Prima del terremoto Gibellina era una
piccola cittadina con poco più di 6000 abitanti divisa in sei quartieri,
confinante a nord con la provincia di Palermo, ad est con Poggioreale, a sud
con Salaparuta, ad ovest con Santa Ninfa e a nord-ovest con i comuni di
Calatafimi e Alcamo; insomma, una posizione centrale, anche se per raggiungerla
bisognava percorrere strade scomode e quasi impraticabili, difficoltà che
indubbiamente costituirono un limite naturale al suo sviluppo economico, ma che
insieme consentirono agli abitanti di conservare, forse con maggiore fedeltà di
altri siciliani, il ricordo della tradizione, dei costumi e della memoria
complessiva del passato. Entrando in paese una porta a forma di Stella si erge
maestosa, alta 24 m è realizzata in acciaio inox da Pietro Consagra, in viale
degli Elimi si trova il palazzo Di Lorenzo di Francesco Venezia, una
particolare casa – museo in cui si sovrappongono stili antichi e moderni.
Andando oltre si può ammirare il Meeting, bar ristoro di Pietro Consagra, il
Teatro anch’esso opera di Pietro Consagra, la Chiesa Madre di Ludovico Quaroni, il Sistema delle
piazze, di Laura Thermes e Franco Purini, in piazza XV Gennaio 1968 vi è il
Municipio progettato da Vittorio Gregotti e Giuseppe Samonà. Da non dimenticare
il “Cretto” di Alberto Burri, un candido sudario steso sulle rovine della
vecchia città, per conservare le memorie del passato nella nuova realtà che
ogni estate si trasforma nel palcoscenico delle Orestiadi. Finalmente in
Sicilia, avremo una città, pensata e progettata da architetti urbanisti ed
artisti, un momento di crescita culturale ed economica, sia per i cittadini
gibellinesi, sia per tutta un’intera regione, orgoglio dei manicomi.

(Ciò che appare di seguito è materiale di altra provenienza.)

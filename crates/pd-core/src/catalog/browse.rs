use serde::{Deserialize, Serialize};

use crate::ids::PokemonCode;

/// An entry of the browsable catalog (`GET /pokemon` responses).
///
/// `favorito` and `equipe` reflect the server's view at response time.
/// Consumers re-derive both flags from local membership state, so a response
/// that raced a mutation cannot roll a card's badge backwards.
#[derive(Debug, Clone, PartialEq, Serialize, Deserialize)]
pub struct CatalogPokemon {
    pub id: i64,

    #[serde(rename = "nome")]
    pub name: String,

    #[serde(default, rename = "imagem")]
    pub image_url: Option<String>,

    #[serde(default, rename = "favorito")]
    pub favorite: bool,

    #[serde(default, rename = "equipe")]
    pub in_team: bool,
}

impl CatalogPokemon {
    /// Catalog listings key members by name.
    pub fn membership_code(&self) -> PokemonCode {
        PokemonCode::new(&self.name)
    }
}

/// Browse query for the catalog listing. Unset fields are omitted from the
/// request and take the server's defaults (`limit` 20, `offset` 0).
#[derive(Debug, Clone, Default, PartialEq)]
pub struct CatalogFilter {
    /// Partial, case-insensitive name match.
    pub name: Option<String>,

    /// Game generation, 1 through 9.
    pub generation: Option<u8>,

    /// Page size; the server clamps to 1..=100.
    pub limit: Option<u32>,

    pub offset: Option<u32>,
}

impl CatalogFilter {
    /// Query pairs in the server's parameter names, skipping unset fields.
    pub fn query_pairs(&self) -> Vec<(&'static str, String)> {
        let mut pairs = Vec::new();
        if let Some(name) = &self.name {
            pairs.push(("nome", name.clone()));
        }
        if let Some(generation) = self.generation {
            pairs.push(("geracao", generation.to_string()));
        }
        if let Some(limit) = self.limit {
            pairs.push(("limit", limit.to_string()));
        }
        if let Some(offset) = self.offset {
            pairs.push(("offset", offset.to_string()));
        }
        pairs
    }
}
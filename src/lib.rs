//! Pokedeck client engine.
//!
//! Keeps a trainer's team and favorites consistent across the catalog
//! server, local storage, and any number of live views. The heavy lifting
//! lives in the workspace crates; this facade wires their default adapters
//! together and re-exports the public surface.

pub mod app;
pub mod config;

pub use app::App;

// Re-export the surface consumers need without depending on member crates
pub use pd_app::usecases::{
    AddFavorite, AddTeamMember, AddTeamMemberError, BrowseCatalog, RefreshRoster, RemoveFavorite,
    RemoveTeamMember, ResetSession,
};
pub use pd_app::{RosterManager, StateSubject, Subscription};
pub use pd_core::catalog::{CatalogFilter, CatalogPokemon, NewOwnedPokemon, OwnedPokemon};
pub use pd_core::config::{ApiConfig, AppConfig, StorageConfig};
pub use pd_core::ids::PokemonCode;
pub use pd_core::ports::{CatalogGatewayPort, GatewayError, RosterStorePort};
pub use pd_core::roster::{RosterSnapshot, TeamInsert, TEAM_CAPACITY};
pub use pd_infra::{FileRosterStore, HttpCatalogGateway};
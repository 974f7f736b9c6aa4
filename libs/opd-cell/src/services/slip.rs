use std::fmt;

use chrono::{DateTime, NaiveDate, NaiveTime, Utc};
use serde::Serialize;

use doctor_cell::{format_doctor_info, DoctorRepository};

use crate::models::{OpdRegistration, OpdStatus};

pub const UNKNOWN_DOCTOR: &str = "Unknown Doctor";

/// Printable OPD slip. Pure presentation over a registration and whatever
/// the directory currently holds for its doctor.
#[derive(Debug, Clone, PartialEq, Serialize)]
pub struct RegistrationSlip {
    pub registration_id: String,
    pub token_number: u32,
    pub patient_name: String,
    pub age: String,
    pub gender: String,
    pub contact: String,
    pub department: String,
    pub doctor: String,
    pub appointment_date: NaiveDate,
    pub appointment_time: NaiveTime,
    pub registration_time: DateTime<Utc>,
    pub status: OpdStatus,
}

pub fn render_slip<R: DoctorRepository + ?Sized>(
    registration: &OpdRegistration,
    directory: &R,
) -> RegistrationSlip {
    let doctor = directory
        .get_doctor_by_id(&registration.doctor_id)
        .map(|d| format_doctor_info(&d))
        .unwrap_or_else(|| UNKNOWN_DOCTOR.to_string());

    RegistrationSlip {
        registration_id: registration.id.clone(),
        token_number: registration.token_number,
        patient_name: registration.patient_name.clone(),
        age: registration.age.clone(),
        gender: registration.gender.clone(),
        contact: registration.contact.clone(),
        department: registration.department.clone(),
        doctor,
        appointment_date: registration.appointment_date,
        appointment_time: registration.appointment_time,
        registration_time: registration.registration_time,
        status: registration.status,
    }
}

impl fmt::Display for RegistrationSlip {
    fn fmt(&self, f: &mut fmt::Formatter<'_>) -> fmt::Result {
        writeln!(f, "OPD REGISTRATION SLIP")?;
        writeln!(f, "Token No.    : {}", self.token_number)?;
        writeln!(f, "Reg. ID      : {}", self.registration_id)?;
        writeln!(f, "Patient      : {} ({}, {})", self.patient_name, self.age, self.gender)?;
        writeln!(f, "Contact      : {}", self.contact)?;
        writeln!(f, "Department   : {}", self.department)?;
        writeln!(f, "Doctor       : {}", self.doctor)?;
        writeln!(
            f,
            "Appointment  : {} {}",
            self.appointment_date.format("%d-%m-%Y"),
            self.appointment_time.format("%H:%M")
        )?;
        writeln!(
            f,
            "Registered   : {}",
            self.registration_time.format("%d-%m-%Y %H:%M UTC")
        )?;
        write!(f, "Status       : {}", self.status)
    }
}
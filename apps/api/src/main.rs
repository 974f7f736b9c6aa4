use std::sync::Arc;
use dotenv::dotenv;
use tokio::net::TcpListener;
use tower_http::cors::{CorsLayer, Any};
use tower_http::trace::{self, TraceLayer};
use tracing::{Level, info};
use tracing_subscriber::{layer::SubscriberExt, util::SubscriberInitExt};

mod router;

use shared_config::AppConfig;

#[tokio::main]
async fn main() -> anyhow::Result<()> {
    // .env is optional; real env vars win
    dotenv().ok();

    tracing_subscriber::registry()
        .with(tracing_subscriber::EnvFilter::new(
            std::env::var("RUST_LOG").unwrap_or_else(|_| "info,tower_http=debug".into()),
        ))
        .with(tracing_subscriber::fmt::layer())
        .init();

    info!("Starting OPD Clinic API server");

    let config = AppConfig::from_env();
    let addr = config.bind_address();
    info!(
        seed_doctors = config.seed_doctors,
        token_start = config.opd_token_start,
        "Loaded clinic configuration"
    );

    // Front-desk UI is served from a different origin
    let cors = CorsLayer::new()
        .allow_origin(Any)
        .allow_methods(Any)
        .allow_headers(Any);

    let app = router::create_router(Arc::new(config))
        .layer(
            TraceLayer::new_for_http()
                .make_span_with(trace::DefaultMakeSpan::new()
                    .level(Level::INFO))
                .on_response(trace::DefaultOnResponse::new()
                    .level(Level::INFO)),
        )
        .layer(cors);

    let listener = TcpListener::bind(&addr).await?;
    info!("Listening on {}", addr);

    axum::serve(listener, app).await?;
    Ok(())
}
use chrono::{DateTime, Utc};
use tracing::{debug, warn};
use uuid::Uuid;

use doctor_cell::DoctorRepository;

use crate::error::OpdError;
use crate::models::{CreateRegistrationRequest, DoctorChoice, OpdRegistration, OpdStatus};

/// Read-only view over the directory used while a patient is being
/// registered. It never mutates doctors.
pub struct OpdAssignmentService<'a, R: DoctorRepository + ?Sized> {
    directory: &'a R,
}

impl<'a, R: DoctorRepository + ?Sized> OpdAssignmentService<'a, R> {
    pub fn new(directory: &'a R) -> Self {
        Self { directory }
    }

    pub fn departments(&self) -> Vec<String> {
        self.directory.get_all_departments()
    }

    pub fn doctor_choices(&self, department: &str) -> DoctorChoice {
        let doctors = self.directory.get_doctors_by_department(department);

        if doctors.is_empty() {
            debug!("No doctors available in department {:?}", department);
            DoctorChoice::NoDoctorsAvailable
        } else {
            DoctorChoice::Available(doctors)
        }
    }

    /// Check that the department exists and the doctor practises in it.
    pub fn validate(&self, request: &CreateRegistrationRequest) -> Result<(), OpdError> {
        if !self.departments().iter().any(|d| *d == request.department) {
            warn!("Registration rejected, unknown department {:?}", request.department);
            return Err(OpdError::UnknownDepartment(request.department.clone()));
        }

        let doctor = self
            .directory
            .get_doctor_by_id(&request.doctor_id)
            .ok_or_else(|| OpdError::DoctorNotFound(request.doctor_id.clone()))?;

        if doctor.department != request.department {
            warn!(
                "Registration rejected, doctor {} is in {:?} not {:?}",
                doctor.id, doctor.department, request.department
            );
            return Err(OpdError::DoctorNotInDepartment {
                doctor_id: doctor.id,
                department: request.department.clone(),
            });
        }

        Ok(())
    }

    /// Mint a waiting registration with the caller-supplied token.
    pub fn register(
        &self,
        request: CreateRegistrationRequest,
        token_number: u32,
        now: DateTime<Utc>,
    ) -> Result<OpdRegistration, OpdError> {
        self.validate(&request)?;

        let appointment_date = request.appointment_date.unwrap_or_else(|| now.date_naive());
        let appointment_time = request.appointment_time.unwrap_or_else(|| now.time());

        Ok(OpdRegistration {
            id: format!("OPD-{}", Uuid::new_v4().simple()),
            patient_name: request.patient_name,
            age: request.age,
            gender: request.gender,
            contact: request.contact,
            address: request.address,
            department: request.department,
            doctor_id: request.doctor_id,
            appointment_date,
            appointment_time,
            token_number,
            registration_time: now,
            status: OpdStatus::Waiting,
        })
    }
}
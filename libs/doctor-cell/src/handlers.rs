use axum::{
    extract::{Path, Query, State},
    http::StatusCode,
    Json,
};
use serde_json::{json, Value};
use tracing::info;

use shared_models::error::AppError;

use crate::models::{CreateDoctorRequest, DoctorListQuery, UpdateDoctorRequest};
use crate::services::DoctorRepository;
use crate::state::DoctorState;

// ==============================================================================
// DIRECTORY QUERIES
// ==============================================================================

#[axum::debug_handler]
pub async fn list_doctors(
    State(state): State<DoctorState>,
    Query(query): Query<DoctorListQuery>,
) -> Result<Json<Value>, AppError> {
    let directory = state.directory.read().await;

    let doctors = match query.department.as_deref() {
        Some(department) => directory.get_doctors_by_department(department),
        None => directory.get_doctors(),
    };

    Ok(Json(json!({
        "doctors": doctors,
        "total": doctors.len()
    })))
}

#[axum::debug_handler]
pub async fn list_active_doctors(
    State(state): State<DoctorState>,
) -> Result<Json<Value>, AppError> {
    let doctors = state.directory.read().await.get_active_doctors();

    Ok(Json(json!({
        "doctors": doctors,
        "total": doctors.len()
    })))
}

#[axum::debug_handler]
pub async fn list_departments(
    State(state): State<DoctorState>,
) -> Result<Json<Value>, AppError> {
    let departments = state.directory.read().await.get_all_departments();

    Ok(Json(json!({
        "departments": departments
    })))
}

#[axum::debug_handler]
pub async fn get_doctor(
    State(state): State<DoctorState>,
    Path(doctor_id): Path<String>,
) -> Result<Json<Value>, AppError> {
    let doctor = state
        .directory
        .read()
        .await
        .get_doctor_by_id(&doctor_id)
        .ok_or_else(|| AppError::NotFound(format!("Doctor {} not found", doctor_id)))?;

    Ok(Json(json!(doctor)))
}

// ==============================================================================
// DIRECTORY MUTATIONS
// ==============================================================================

#[axum::debug_handler]
pub async fn create_doctor(
    State(state): State<DoctorState>,
    Json(request): Json<CreateDoctorRequest>,
) -> Result<(StatusCode, Json<Value>), AppError> {
    let doctor = state.directory.write().await.add_doctor(request);
    info!("Doctor {} added to {}", doctor.id, doctor.department);

    Ok((StatusCode::CREATED, Json(json!(doctor))))
}

#[axum::debug_handler]
pub async fn update_doctor(
    State(state): State<DoctorState>,
    Path(doctor_id): Path<String>,
    Json(patch): Json<UpdateDoctorRequest>,
) -> Result<Json<Value>, AppError> {
    let doctor = state
        .directory
        .write()
        .await
        .update_doctor(&doctor_id, patch)
        .ok_or_else(|| AppError::NotFound(format!("Doctor {} not found", doctor_id)))?;

    Ok(Json(json!(doctor)))
}

#[axum::debug_handler]
pub async fn delete_doctor(
    State(state): State<DoctorState>,
    Path(doctor_id): Path<String>,
) -> StatusCode {
    if state.directory.write().await.delete_doctor(&doctor_id).is_some() {
        info!("Doctor {} removed from directory", doctor_id);
    }

    StatusCode::NO_CONTENT
}
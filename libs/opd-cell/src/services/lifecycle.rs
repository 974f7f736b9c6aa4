use tracing::{debug, warn};

use crate::error::OpdError;
use crate::models::OpdStatus;

pub fn valid_transitions(current: OpdStatus) -> &'static [OpdStatus] {
    match current {
        OpdStatus::Waiting => &[OpdStatus::InProgress, OpdStatus::Cancelled],
        OpdStatus::InProgress => &[OpdStatus::Completed, OpdStatus::Cancelled],
        // Terminal states
        OpdStatus::Completed | OpdStatus::Cancelled => &[],
    }
}

pub fn validate_status_transition(from: OpdStatus, to: OpdStatus) -> Result<(), OpdError> {
    if !valid_transitions(from).contains(&to) {
        warn!("Invalid registration status transition attempted: {} -> {}", from, to);
        return Err(OpdError::InvalidStatusTransition { from, to });
    }

    debug!("Registration status transition validated: {} -> {}", from, to);
    Ok(())
}
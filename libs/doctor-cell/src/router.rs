use axum::{
    Router,
    routing::get,
};

use crate::handlers;
use crate::state::DoctorState;

pub fn doctor_routes(state: DoctorState) -> Router {
    Router::new()
        .route("/", get(handlers::list_doctors).post(handlers::create_doctor))
        .route("/active", get(handlers::list_active_doctors))
        .route("/departments", get(handlers::list_departments))
        .route(
            "/{doctor_id}",
            get(handlers::get_doctor)
                .patch(handlers::update_doctor)
                .delete(handlers::delete_doctor),
        )
        .with_state(state)
}
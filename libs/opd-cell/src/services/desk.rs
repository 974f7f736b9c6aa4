use chrono::{DateTime, NaiveDate, Utc};
use tracing::info;

use doctor_cell::DoctorRepository;

use crate::error::OpdError;
use crate::models::{CreateRegistrationRequest, OpdRegistration, OpdStatus};
use crate::services::assignment::OpdAssignmentService;
use crate::services::lifecycle::validate_status_transition;
use crate::services::token::TokenDispenser;

/// Front desk of the outpatient department: owns every registration made in
/// this process along with the token sequence.
#[derive(Debug, Clone, Default)]
pub struct OpdDesk {
    registrations: Vec<OpdRegistration>,
    tokens: TokenDispenser,
}

impl OpdDesk {
    pub fn new(token_start: u32) -> Self {
        Self {
            registrations: Vec::new(),
            tokens: TokenDispenser::new(token_start),
        }
    }

    /// Register a patient against `directory`. A rejected request consumes
    /// no token.
    pub fn admit<R: DoctorRepository + ?Sized>(
        &mut self,
        directory: &R,
        request: CreateRegistrationRequest,
        now: DateTime<Utc>,
    ) -> Result<OpdRegistration, OpdError> {
        let service = OpdAssignmentService::new(directory);
        service.validate(&request)?;

        let date = request.appointment_date.unwrap_or_else(|| now.date_naive());
        let token_number = self.tokens.next_token(date)?;
        let registration = service.register(request, token_number, now)?;

        info!(
            "Registered {} with token {} for doctor {} on {}",
            registration.id, registration.token_number, registration.doctor_id, date
        );
        self.registrations.push(registration.clone());
        Ok(registration)
    }

    pub fn get(&self, id: &str) -> Option<&OpdRegistration> {
        self.registrations.iter().find(|r| r.id == id)
    }

    pub fn list(&self) -> &[OpdRegistration] {
        &self.registrations
    }

    pub fn tokens(&self) -> &TokenDispenser {
        &self.tokens
    }

    /// Patients still to be seen by `doctor_id` on `date`, in token order.
    pub fn queue_for_doctor(&self, doctor_id: &str, date: NaiveDate) -> Vec<OpdRegistration> {
        self.open_queue(|r| r.doctor_id == doctor_id && r.appointment_date == date)
    }

    pub fn queue_for_department(&self, department: &str, date: NaiveDate) -> Vec<OpdRegistration> {
        self.open_queue(|r| r.department == department && r.appointment_date == date)
    }

    fn open_queue<F>(&self, predicate: F) -> Vec<OpdRegistration>
    where
        F: Fn(&OpdRegistration) -> bool,
    {
        let mut queue: Vec<OpdRegistration> = self
            .registrations
            .iter()
            .filter(|r| !r.status.is_terminal() && predicate(r))
            .cloned()
            .collect();
        queue.sort_by_key(|r| r.token_number);
        queue
    }

    pub fn update_status(&mut self, id: &str, status: OpdStatus) -> Result<OpdRegistration, OpdError> {
        let registration = self
            .registrations
            .iter_mut()
            .find(|r| r.id == id)
            .ok_or_else(|| OpdError::RegistrationNotFound(id.to_string()))?;

        validate_status_transition(registration.status, status)?;
        registration.status = status;

        info!("Registration {} is now {}", id, status);
        Ok(registration.clone())
    }
}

Fantastiche ipotesi, che però non hanno avuto il loro seguito, perché
Ghibellina, la splendida città giardino, è stata abbandonata, si! Abbandonata,
sia dagli abitanti, sia e soprattutto dalle istituzioni. Sicuramente Gibellina
è un’opera d’arte, ma come spesso succede, l’arte rimane solo per pochi, e non
per tutti, infatti per gli addetti ai lavori, (professionisti e studenti) è
sicuramente un’ottima base di studio, ma per la maggior parte della gente, e soprattutto
per i gibellinesi, di quella opera d’arte, non se ne fanno assolutamente nulla.
Gibellina, sembra ormai una città fantasma, abitata solamente dai suoi austeri monumenti,
inno alla vita e alla crescita, ma tutto hanno portato tranne questo; si intravede
passare, ogni tanto qualche timido turista, che frugalmente scatta qualche foto
qua e là. Certo, l’architettura da sola non può niente, e naturalmente poi si
parla della cosiddetta “cattedrale nel deserto”, ma come mai, in Europa tutto
questo non succede?, come mai da almeno una ventina d’anni, si tende verso una
“politica architettonica” che riesce a mandare avanti tutti quegli ingranaggi
che regolano la vita quotidiana? Lo vediamo in Francia, in Germania, in Olanda
ed in tutti i paesi bassi, ma soprattutto lo vediamo in Spagna, uno stato, che
fino a qualche tempo fa, e non troppo, sicuramente non era quella che è
diventata oggi; una Nazione all’avanguardia. Io credo in noi “giovani”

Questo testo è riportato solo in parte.